Effective communication in any environment can be challenging. Achieving virtual communica-tion that works well takes effort. It is important to establish a sense of belonging and convey a sense of well-being and support. It takes effort to find ways to express in a virtual environment what is expressed non-verbally in a F2F encounter. Communication, like relationships, grows over time. Taking short-cuts can lead to misunderstandings and ineffective interactions. Because technologies filters nonverbal messages, it is important to put extra effort into establishing human to human bonding. Cultural differences can play a big role in virtual communication but ultimately it boils down to trust. It is critical that trust is a two-way street (Sasti, 2013). It is not the quantity of communication that matters. It is the quality and predictability of communication that is the most critical. Remember in communicating virtually not to mistake noise for information or visibility for transparency.

Case in Point: Termer Construction Management, Inc.

Termer Construction provides project managers and onsite supervision for large industrial and commercial construction projects. This is a family owned business that has been around for 75 years. Founded in the Pittsburgh area, they have branched out to four continents. The positions for Termer employees are long term. Some are hired locally and many relocate for the duration of the jobs. Everything about Termer is about managing time and money, including managing people. Recently, on a large job in Manhattan things have not been going smoothly.
It became clear that the crew needed to have a meeting. The home office reported several issues. They were falling behind on the project because clashes between Termer and several of the other companies were getting ugly. Even the communication within Termer was going downhill fast, with lots of resentment, infighting and dwelling on past conflicts. The main project manager is Joe Stevens. He works in the home office with his assistant, MaryAnn Zyleski. John Peters is the onsite project manager.

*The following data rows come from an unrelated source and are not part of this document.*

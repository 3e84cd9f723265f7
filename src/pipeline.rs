//! Shared state between the three execution contexts: input producer,
//! USB state handler, and dispatcher.
//!
//! Each field has exactly one writer. The value is `const`-constructible
//! so the firmware can keep it in a `static`.

use crate::queue::{EventQueue, InputProducer};
use crate::ready::ReadyFlag;

pub struct Pipeline {
    queue: EventQueue,
    ready: ReadyFlag,
}

impl Pipeline {
    pub const fn new() -> Self {
        Self {
            queue: EventQueue::new(),
            ready: ReadyFlag::new(),
        }
    }

    /// Handle for the input source.
    pub fn producer(&self) -> InputProducer<'_> {
        InputProducer::new(&self.queue)
    }

    pub fn queue(&self) -> &EventQueue {
        &self.queue
    }

    /// Flag driven by the USB state handler.
    pub fn ready(&self) -> &ReadyFlag {
        &self.ready
    }
}

impl Default for Pipeline {
    fn default() -> Self {
        Self::new()
    }
}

It was clear to Joe that John was more interested in being right than anything else. He had been given chances, coaching and advice. Joe was going to have to let him go. Here is the conversation between John and Joe:

To: [email protected]
Subject: Sorry to have to do this

John: I think it is best if you do not come into the job tomorrow morning. I will let headquarters know that you no longer are on our payroll. I think after our “air out session” it is better if we part ways. Our HR people will be in touch with you by the end of the week. I am going to recommend we pay you through the end of the month. I think there has been too much water over the dam to turn back the clock. I wish you the best moving forward. Joe

Meet the Staff:

Joe Stevens has been with the company for many years. In his late fifties, he had seen projects like this go south before because of people not pull-ing together. “They are spending way too much time gathering evidence about being right and not nearly enough time on the job. I know I probably started this but the gossip has gotten out of hand.”

MaryAnn Zyleski was in her forties and single. She too has been around the company for a long time. “I think we need a no gossip policy and we need to enforce it. I am willing to have the difficult conversations with the subs, but I am not sure John is.”

Eventually Joe concluded this was not going to work out. Joe sent the email Sunday evening before he went to bed, at about 11:30PM.

Questions to Ask Yourself:

Do you think handled this well? Does Termer Corporate need a policy about this issue? What might it say?

Why do you think he sent this email? Was he using the right tool, at the right time, for the right connection? Why do companies want to be very specific about tools and how they are used in the virtual environment?

What does this tell you about Termer’s ability to support virtual workers in the field? Did Joe use the right communication approach? Would a phone call have been better?